Assays for suppressive activity

To determine the suppressive activity of the various T_reg subsets, we measured their ability to inhibit the generation of autologous alloreactive CD8⁺ cells in a CTL cytotoxicity assay, as previously described (8). The ability of these cells to inhibit the CD8⁺ cell activation and proliferation induced by allogeneic stimulator cells was determined by measuring CD25 expression or cycling of CFSE-labeled CD8⁺ cells.

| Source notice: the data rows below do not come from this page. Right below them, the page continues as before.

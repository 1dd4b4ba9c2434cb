use clap::{Parser, Subcommand};
use parts_master_common::api::{HEADER_ROW_MAX, HEADER_ROW_MIN};
use std::path::PathBuf;

const HEADER_ROW_RANGE: std::ops::RangeInclusive<i64> =
    HEADER_ROW_MIN as i64..=HEADER_ROW_MAX as i64;

#[derive(Parser)]
#[command(name = "parts-master")]
#[command(about = "部品展開マスタ照合ツール", long_about = None)]
pub struct Cli {
    #[command(subcommand)]
    pub command: Commands,

    /// 詳細ログを出力
    #[arg(short, long, global = true)]
    pub verbose: bool,

    /// 接続先サーバー（設定ファイル・環境変数より優先）
    #[arg(long, global = true)]
    pub server: Option<String>,
}

#[derive(Subcommand)]
pub enum Commands {
    /// マスタファイルをアップロード
    UploadMaster {
        /// マスタファイル (.xlsx/.xls/.csv)
        #[arg(required = true)]
        file: PathBuf,

        /// ヘッダー行（省略時は設定の既定値）
        #[arg(long, value_parser = clap::value_parser!(u32).range(HEADER_ROW_RANGE))]
        header_row: Option<u32>,
    },

    /// マスタ一覧を表示
    Master {
        /// 完成品コードまたは商品名で絞り込み
        #[arg(short, long)]
        search: Option<String>,

        /// 構成部品も表示
        #[arg(short, long)]
        expand: bool,
    },

    /// 完成品コードをマスタと照合
    Match {
        /// 照合ファイル（A列に完成品コード）
        #[arg(required = true)]
        file: PathBuf,

        /// 照合結果をExcelに出力（パス省略時は設定のファイル名）
        #[arg(long)]
        export: Option<Option<PathBuf>>,
    },

    /// 設定を管理
    Config {
        /// 接続先サーバーを保存
        #[arg(long)]
        set_server: Option<String>,

        /// 現在の設定を表示
        #[arg(long)]
        show: bool,
    },
}

#[cfg(test)]
mod tests {
    use super::*;

    #[test]
    fn test_parse_upload_master() {
        let cli = Cli::parse_from([
            "parts-master",
            "upload-master",
            "master.xlsx",
            "--header-row",
            "3",
        ]);
        match cli.command {
            Commands::UploadMaster { file, header_row } => {
                assert_eq!(file, PathBuf::from("master.xlsx"));
                assert_eq!(header_row, Some(3));
            }
            _ => panic!("UploadMasterではない"),
        }
    }

    #[test]
    fn test_header_row_out_of_range() {
        for row in ["0", "11"] {
            let args = ["parts-master", "upload-master", "m.xlsx", "--header-row", row];
            assert!(Cli::try_parse_from(args).is_err(), "{}行目は範囲外", row);
        }
    }

    #[test]
    fn test_parse_match_export_without_path() {
        let cli = Cli::parse_from(["parts-master", "match", "codes.csv", "--export"]);
        match cli.command {
            Commands::Match { export, .. } => assert_eq!(export, Some(None)),
            _ => panic!("Matchではない"),
        }
    }

    #[test]
    fn test_global_server_flag() {
        let cli =
            Cli::parse_from(["parts-master", "master", "--server", "http://example:5000", "-e"]);
        assert_eq!(cli.server.as_deref(), Some("http://example:5000"));
        assert!(matches!(cli.command, Commands::Master { expand: true, search: None }));
    }
}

FoxP3 expression by real-time RT-PCR

Total RNA was prepared with TRIzol LS reagent (Invitrogen). First strand cDNA was synthesized using Omniscript TR kit (Qiagen, Valencia, CA) with random hexamer primers (Invitrogen). Real-time PCR was performed with a LightCycler (Roche, Mannheim, Germany), and message levels were quantified using the LightCycler Fast Start DNA Master SYBR Green I Kit (Roche), according to the manufacturer’s instructions. Amplification was conducted for 45 cycles. The recovered PCR product and amplicon were checked by agarose gel electrophoresis for a single band of the expected size. The relative expression of FoxP3 was determined by normalizing expression of each target to GAPDH. Primer sequences were as follows: GAPDH, 5′-CCACATCGCTCAGACACCAT-3′ and 5′-GGCAACAATATCCACTTTACCAGAGT-3′; FoxP3, 5′-GAAACAGCACATTCCCAGAGTTC-3′ and 5′-ATGGCCCAGCGGATGAG-3′.

Costimulatory effects of TGF-β on naive CD4⁺CD25⁺ cells

We have previously reported that TGF-β has costimulatory effects on alloactivated naive CD4⁺ T cells, as indicated by up-regulation of CD25 and CTLA-4 and an expansion of these cells (8). These costimulatory effects were dependent upon a sufficient amount of IL-2 to overcome the inhibitory effects of TGF-β. In this study, we report that a target of these costimulatory effects is the CD4⁺CD25⁺ cell subset, even though they constitute only 1% of naive CD4⁺ cells. Fig. 1⇓ shows that a dose-dependent increase in CD25 expression was completely abolished by depletion of CD25⁺ cells in the starting population. TGF-β also significantly enhanced expression of CD122, the β-chain of the IL-2R. Signaling through CD122 is essential for the suppressive activity of CD4⁺CD25⁺ cells (15, 16). TGF-β-mediated enhancement of CD122 expression was apparent at day 3 and was maximal 1 day later. The few CD25⁺ cells present in the naive fraction resulted in a 4-fold expansion of CD122-bearing cells. Like CD25 expression, depletion of the CD25⁺ cells abolished this enhancement.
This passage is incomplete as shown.